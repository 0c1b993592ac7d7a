//! Pairwise agreement between normalized plans.
//!
//! Two plans agree when the UI files they touch overlap by at least
//! [`QUORUM_THRESHOLD`]. Database and processing sections are normalized but
//! do not take part in the comparison.

use serde::{Deserialize, Serialize};
use std::collections::HashSet;

use crate::plan::NormalizedPlan;

/// Minimum similarity (inclusive) for two plans to count as agreeing
pub const QUORUM_THRESHOLD: f64 = 0.85;

/// Outcome of a quorum search
#[derive(Debug, Clone, PartialEq, Eq, Serialize, Deserialize)]
pub struct QuorumResult {
    pub found: bool,
    /// `[i, j]` of the agreeing pair, empty when no pair qualifies
    pub indices: Vec<usize>,
}

impl QuorumResult {
    fn pair(i: usize, j: usize) -> Self {
        Self {
            found: true,
            indices: vec![i, j],
        }
    }

    fn none() -> Self {
        Self {
            found: false,
            indices: Vec::new(),
        }
    }
}

/// Overlap of distinct UI target paths: `|A ∩ B| / max(|A|, |B|)`.
///
/// Returns 0.0 when neither plan has UI patches. A patch without a target
/// path counts as one distinct "absent" path.
pub fn similarity(a: &NormalizedPlan, b: &NormalizedPlan) -> f64 {
    let paths_a = ui_paths(a);
    let paths_b = ui_paths(b);

    let matches = paths_a.intersection(&paths_b).count();
    let total = paths_a.len().max(paths_b.len());

    if total == 0 {
        0.0
    } else {
        matches as f64 / total as f64
    }
}

fn ui_paths(plan: &NormalizedPlan) -> HashSet<Option<&str>> {
    plan.ui
        .patches
        .iter()
        .map(|p| p.target_path.as_deref())
        .collect()
}

/// Find the first pair of plans, scanning `(0,1), (0,2), ..., (1,2), ...`,
/// whose similarity reaches the threshold. First match wins, not best match.
pub fn find_quorum(plans: &[NormalizedPlan]) -> QuorumResult {
    for i in 0..plans.len() {
        for j in (i + 1)..plans.len() {
            if similarity(&plans[i], &plans[j]) >= QUORUM_THRESHOLD {
                return QuorumResult::pair(i, j);
            }
        }
    }
    QuorumResult::none()
}

#[cfg(test)]
mod tests {
    use super::*;
    use crate::plan::{normalize, Patch, Plan, UiPlan};

    fn plan_with_paths(paths: &[&str]) -> NormalizedPlan {
        normalize(&Plan {
            ui: UiPlan {
                patches: paths.iter().map(|p| Patch::new(*p, "content")).collect(),
            },
            ..Plan::default()
        })
    }

    #[test]
    fn test_identical_paths_are_fully_similar() {
        let a = plan_with_paths(&["a.jsx", "b.jsx"]);
        let b = plan_with_paths(&["b.jsx", "a.jsx"]);
        assert_eq!(similarity(&a, &b), 1.0);
    }

    #[test]
    fn test_empty_plans_have_zero_similarity() {
        let a = plan_with_paths(&[]);
        let b = plan_with_paths(&[]);
        assert_eq!(similarity(&a, &b), 0.0);
    }

    #[test]
    fn test_denominator_is_larger_set() {
        let a = plan_with_paths(&["a", "b", "c", "d"]);
        let b = plan_with_paths(&["a", "b"]);
        assert_eq!(similarity(&a, &b), 0.5);
        assert_eq!(similarity(&b, &a), 0.5);
    }

    #[test]
    fn test_duplicate_paths_count_once() {
        let a = plan_with_paths(&["a", "a", "b"]);
        let b = plan_with_paths(&["a", "b"]);
        assert_eq!(similarity(&a, &b), 1.0);
    }

    #[test]
    fn test_threshold_is_inclusive() {
        // 17 of 20 shared = 0.85 exactly
        let shared: Vec<String> = (0..17).map(|i| format!("shared{}", i)).collect();
        let mut left: Vec<String> = shared.clone();
        left.extend((0..3).map(|i| format!("left{}", i)));
        let mut right: Vec<String> = shared;
        right.extend((0..3).map(|i| format!("right{}", i)));

        let left: Vec<&str> = left.iter().map(String::as_str).collect();
        let right: Vec<&str> = right.iter().map(String::as_str).collect();
        let a = plan_with_paths(&left);
        let b = plan_with_paths(&right);

        assert!((similarity(&a, &b) - 0.85).abs() < 1e-12);
        assert!(find_quorum(&[a, b]).found);
    }

    #[test]
    fn test_below_threshold() {
        // 5 of 6 shared = 0.833...
        let a = plan_with_paths(&["a", "b", "c", "d", "e", "f"]);
        let b = plan_with_paths(&["a", "b", "c", "d", "e", "g"]);
        assert!(!find_quorum(&[a, b]).found);
    }

    #[test]
    fn test_quorum_on_first_pair() {
        let plans = vec![
            plan_with_paths(&["a.jsx", "b.jsx"]),
            plan_with_paths(&["b.jsx", "a.jsx"]),
            plan_with_paths(&["x.jsx"]),
        ];
        assert_eq!(
            find_quorum(&plans),
            QuorumResult {
                found: true,
                indices: vec![0, 1]
            }
        );
    }

    #[test]
    fn test_quorum_on_later_pair() {
        let plans = vec![
            plan_with_paths(&["x.jsx"]),
            plan_with_paths(&["a.jsx"]),
            plan_with_paths(&["a.jsx"]),
        ];
        assert_eq!(find_quorum(&plans).indices, vec![1, 2]);
    }

    #[test]
    fn test_first_match_not_best_match() {
        let base: Vec<String> = (0..10).map(|i| format!("p{}", i)).collect();
        let mut variant: Vec<String> = base[..9].to_vec();
        variant.push("q".to_string());

        let base: Vec<&str> = base.iter().map(String::as_str).collect();
        let variant: Vec<&str> = variant.iter().map(String::as_str).collect();

        // (0,1) = 0.9 clears the threshold before the perfect (1,2) pair
        let plans = vec![
            plan_with_paths(&base),
            plan_with_paths(&variant),
            plan_with_paths(&variant),
        ];
        assert_eq!(find_quorum(&plans).indices, vec![0, 1]);

        let plans = vec![
            plan_with_paths(&base),
            plan_with_paths(&["z"]),
            plan_with_paths(&base),
        ];
        assert_eq!(find_quorum(&plans).indices, vec![0, 2]);
    }

    #[test]
    fn test_no_quorum_when_all_disagree() {
        let plans = vec![
            plan_with_paths(&["a.jsx"]),
            plan_with_paths(&["b.jsx"]),
            plan_with_paths(&["c.jsx"]),
        ];
        assert_eq!(
            find_quorum(&plans),
            QuorumResult {
                found: false,
                indices: vec![]
            }
        );
    }

    #[test]
    fn test_db_sections_do_not_affect_similarity() {
        let mut a = plan_with_paths(&["a.jsx"]).into_inner();
        a.db.reads.push(crate::plan::DbOperation::new("orders", Some(1.0)));
        let b = plan_with_paths(&["a.jsx"]);
        assert_eq!(similarity(&normalize(&a), &b), 1.0);
    }
}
·····
• _WORK TO BE COMPLETED_
Quote every line of the data, word for word.

• _YOUR RESPONSE_
repository 0c1b993592ac7d7a
//! Pairwise agreement between normalized plans.
//!
//! Two plans agree when the UI files they touch overlap by at least
//! [`QUORUM_THRESHOLD`]. Database and processing sections are normalized but
//! do not take part in the comparison.

use serde::{Deserialize, Serialize};
use std::collections::HashSet;

use crate::plan::NormalizedPlan;

/// Minimum similarity (inclusive) for two plans to count as agreeing
pub const QUORUM_THRESHOLD: f64 = 0.85;

/// Outcome of a quorum search
#[derive(Debug, Clone, PartialEq, Eq, Serialize, Deserialize)]
pub struct QuorumResult {
    pub found: bool,
    /// `[i, j]` of the agreeing pair, empty when no pair qualifies
    pub indices: Vec<usize>,
}

impl QuorumResult {
    fn pair(i: usize, j: usize) -> Self {
        Self {
            found: true,
            indices: vec![i, j],
        }
    }

    fn none() -> Self {
        Self {
            found: false,
            indices: Vec::new(),
        }
    }
}

/// Overlap of distinct UI target paths: `|A ∩ B| / max(|A|, |B|)`.
///
/// Returns 0.0 when neither plan has UI patches. A patch without a target
/// path counts as one distinct "absent" path.
pub fn similarity(a: &NormalizedPlan, b: &NormalizedPlan) -> f64 {
    let paths_a = ui_paths(a);
    let paths_b = ui_paths(b);

    let matches = paths_a.intersection(&paths_b).count();
    let total = paths_a.len().max(paths_b.len());

    if total == 0 {
        0.0
    } else {
        matches as f64 / total as f64
    }
}

fn ui_paths(plan: &NormalizedPlan) -> HashSet<Option<&str>> {
    plan.ui
        .patches
        .iter()
        .map(|p| p.target_path.as_deref())
        .collect()
}

/// Find the first pair of plans, scanning `(0,1), (0,2), ..., (1,2), ...`,
/// whose similarity reaches the threshold. First match wins, not best match.
pub fn find_quorum(plans: &[NormalizedPlan]) -> QuorumResult {
    for i in 0..plans.len() {
        for j in (i + 1)..plans.len() {
            if similarity(&plans[i], &plans[j]) >= QUORUM_THRESHOLD {
                return QuorumResult::pair(i, j);
            }
        }
    }
    QuorumResult::none()
}

#[cfg(test)]
mod tests {
    use super::*;
    use crate::plan::{normalize, Patch, Plan, UiPlan};

    fn plan_with_paths(paths: &[&str]) -> NormalizedPlan {
        normalize(&Plan {
            ui: UiPlan {
                patches: paths.iter().map(|p| Patch::new(*p, "content")).collect(),
            },
            ..Plan::default()
        })
    }

    #[test]
    fn test_identical_paths_are_fully_similar() {
        let a = plan_with_paths(&["a.jsx", "b.jsx"]);
        let b = plan_with_paths(&["b.jsx", "a.jsx"]);
        assert_eq!(similarity(&a, &b), 1.0);
    }

    #[test]
    fn test_empty_plans_have_zero_similarity() {
        let a = plan_with_paths(&[]);
        let b = plan_with_paths(&[]);
        assert_eq!(similarity(&a, &b), 0.0);
    }

    #[test]
    fn test_denominator_is_larger_set() {
        let a = plan_with_paths(&["a", "b", "c", "d"]);
        let b = plan_with_paths(&["a", "b"]);
        assert_eq!(similarity(&a, &b), 0.5);
        assert_eq!(similarity(&b, &a), 0.5);
    }

    #[test]
    fn test_duplicate_paths_count_once() {
        let a = plan_with_paths(&["a", "a", "b"]);
        let b = plan_with_paths(&["a", "b"]);
        assert_eq!(similarity(&a, &b), 1.0);
    }

    #[test]
    fn test_threshold_is_inclusive() {
        // 17 of 20 shared = 0.85 exactly
        let shared: Vec<String> = (0..17).map(|i| format!("shared{}", i)).collect();
        let mut left: Vec<String> = shared.clone();
        left.extend((0..3).map(|i| format!("left{}", i)));
        let mut right: Vec<String> = shared;
        right.extend((0..3).map(|i| format!("right{}", i)));

        let left: Vec<&str> = left.iter().map(String::as_str).collect();
        let right: Vec<&str> = right.iter().map(String::as_str).collect();
        let a = plan_with_paths(&left);
        let b = plan_with_paths(&right);

        assert!((similarity(&a, &b) - 0.85).abs() < 1e-12);
        assert!(find_quorum(&[a, b]).found);
    }

    #[test]
    fn test_below_threshold() {
        // 5 of 6 shared = 0.833...
        let a = plan_with_paths(&["a", "b", "c", "d", "e", "f"]);
        let b = plan_with_paths(&["a", "b", "c", "d", "e", "g"]);
        assert!(!find_quorum(&[a, b]).found);
    }

    #[test]
    fn test_quorum_on_first_pair() {
        let plans = vec![
            plan_with_paths(&["a.jsx", "b.jsx"]),
            plan_with_paths(&["b.jsx", "a.jsx"]),
            plan_with_paths(&["x.jsx"]),
        ];
        assert_eq!(
            find_quorum(&plans),
            QuorumResult {
                found: true,
                indices: vec![0, 1]
            }
        );
    }

    #[test]
    fn test_quorum_on_later_pair() {
        let plans = vec![
            plan_with_paths(&["x.jsx"]),
            plan_with_paths(&["a.jsx"]),
            plan_with_paths(&["a.jsx"]),
        ];
        assert_eq!(find_quorum(&plans).indices, vec![1, 2]);
    }

    #[test]
    fn test_first_match_not_best_match() {
        let base: Vec<String> = (0..10).map(|i| format!("p{}", i)).collect();
        let mut variant: Vec<String> = base[..9].to_vec();
        variant.push("q".to_string());

        let base: Vec<&str> = base.iter().map(String::as_str).collect();
        let variant: Vec<&str> = variant.iter().map(String::as_str).collect();

        // (0,1) = 0.9 clears the threshold before the perfect (1,2) pair
        let plans = vec![
            plan_with_paths(&base),
            plan_with_paths(&variant),
            plan_with_paths(&variant),
        ];
        assert_eq!(find_quorum(&plans).indices, vec![0, 1]);

        let plans = vec![
            plan_with_paths(&base),
            plan_with_paths(&["z"]),
            plan_with_paths(&base),
        ];
        assert_eq!(find_quorum(&plans).indices, vec![0, 2]);
    }

    #[test]
    fn test_no_quorum_when_all_disagree() {
        let plans = vec![
            plan_with_paths(&["a.jsx"]),
            plan_with_paths(&["b.jsx"]),
            plan_with_paths(&["c.jsx"]),
        ];
        assert_eq!(
            find_quorum(&plans),
            QuorumResult {
                found: false,
                indices: vec![]
            }
        );
    }

    #[test]
    fn test_db_sections_do_not_affect_similarity() {
        let mut a = plan_with_paths(&["a.jsx"]).into_inner();
        a.db.reads.push(crate::plan::DbOperation::new("orders", Some(1.0)));
        let b = plan_with_paths(&["a.jsx"]);
        assert_eq!(similarity(&normalize(&a), &b), 1.0);
    }
}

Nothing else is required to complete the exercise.